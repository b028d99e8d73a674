//! Flattened properties
//!
//! A property is one distinct element or attribute name reachable in a
//! type's content, with its cardinality and value-constraint status merged
//! across every branch of the content model where it can occur.

use crate::namespaces::QName;
use std::fmt;

use super::particles::Occurs;
use super::types::TypeId;

/// Whether a boolean trait holds across all occurrences of a property
#[derive(Debug, Clone, Copy, PartialEq, Eq, Hash, Default, serde::Serialize)]
#[serde(rename_all = "lowercase")]
pub enum PropertyFlag {
    /// Absent on every occurrence
    #[default]
    Never,
    /// Present on every occurrence
    Consistently,
    /// Branches disagree
    Variable,
}

impl PropertyFlag {
    /// Flag for a single occurrence
    pub fn from_bool(value: bool) -> Self {
        if value {
            Self::Consistently
        } else {
            Self::Never
        }
    }

    /// Merge the flags of two occurrences of the same name
    pub fn merge(self, other: Self) -> Self {
        if self == other {
            self
        } else {
            Self::Variable
        }
    }
}

impl fmt::Display for PropertyFlag {
    fn fmt(&self, f: &mut fmt::Formatter<'_>) -> fmt::Result {
        match self {
            Self::Never => write!(f, "never"),
            Self::Consistently => write!(f, "consistently"),
            Self::Variable => write!(f, "variable"),
        }
    }
}

/// One flattened element or attribute property of a type
#[derive(Debug, Clone, PartialEq, Eq, serde::Serialize)]
#[serde(rename_all = "camelCase")]
pub struct SchemaProperty {
    /// Property name
    pub name: QName,
    /// Whether this is an attribute property
    pub is_attribute: bool,
    /// Value type (common base when occurrences disagree)
    pub type_id: TypeId,
    /// Type that owns the property
    pub container_type: TypeId,
    /// Minimum total occurrences
    pub min_occurs: u32,
    /// Maximum total occurrences (None = unbounded)
    pub max_occurs: Option<u32>,
    /// Nillable status
    pub nillable: PropertyFlag,
    /// Default value status
    pub has_default: PropertyFlag,
    /// Fixed value status
    pub has_fixed: PropertyFlag,
    /// Default or fixed text, when every occurrence agrees
    pub default_text: Option<String>,
}

impl SchemaProperty {
    /// Element property with a single required occurrence
    pub fn element(name: QName, type_id: TypeId, container_type: TypeId) -> Self {
        Self {
            name,
            is_attribute: false,
            type_id,
            container_type,
            min_occurs: 1,
            max_occurs: Some(1),
            nillable: PropertyFlag::Never,
            has_default: PropertyFlag::Never,
            has_fixed: PropertyFlag::Never,
            default_text: None,
        }
    }

    /// Attribute property
    pub fn attribute(name: QName, type_id: TypeId, container_type: TypeId, required: bool) -> Self {
        Self {
            name,
            is_attribute: true,
            type_id,
            container_type,
            min_occurs: u32::from(required),
            max_occurs: Some(1),
            nillable: PropertyFlag::Never,
            has_default: PropertyFlag::Never,
            has_fixed: PropertyFlag::Never,
            default_text: None,
        }
    }

    /// Occurrence range
    pub fn occurs(&self) -> Occurs {
        Occurs::new(self.min_occurs, self.max_occurs)
    }

    /// Replace the occurrence range
    pub fn set_occurs(&mut self, occurs: Occurs) {
        self.min_occurs = occurs.min;
        self.max_occurs = occurs.max;
    }

    /// Whether more than one occurrence is possible
    pub fn is_multiple(&self) -> bool {
        self.occurs().is_repeating()
    }

    /// Whether the property may be absent
    pub fn is_optional(&self) -> bool {
        self.min_occurs == 0
    }
}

+ + + + +

* _WHAT THE TASK REQUIRES_
In the listing above, locate the line containing "an attribute property" and the line containing "(None = unbounded)". Transcribe those two lines and everything between them, exactly as written.

* _OUTPUT_
    /// Whether this is an attribute property
    pub is_attribute: bool,
    /// Value type (common base when occurrences disagree)
    pub type_id: TypeId,
    /// Type that owns the property
    pub container_type: TypeId,
    /// Minimum total occurrences
    pub min_occurs: u32,
    /// Maximum total occurrences (None = unbounded)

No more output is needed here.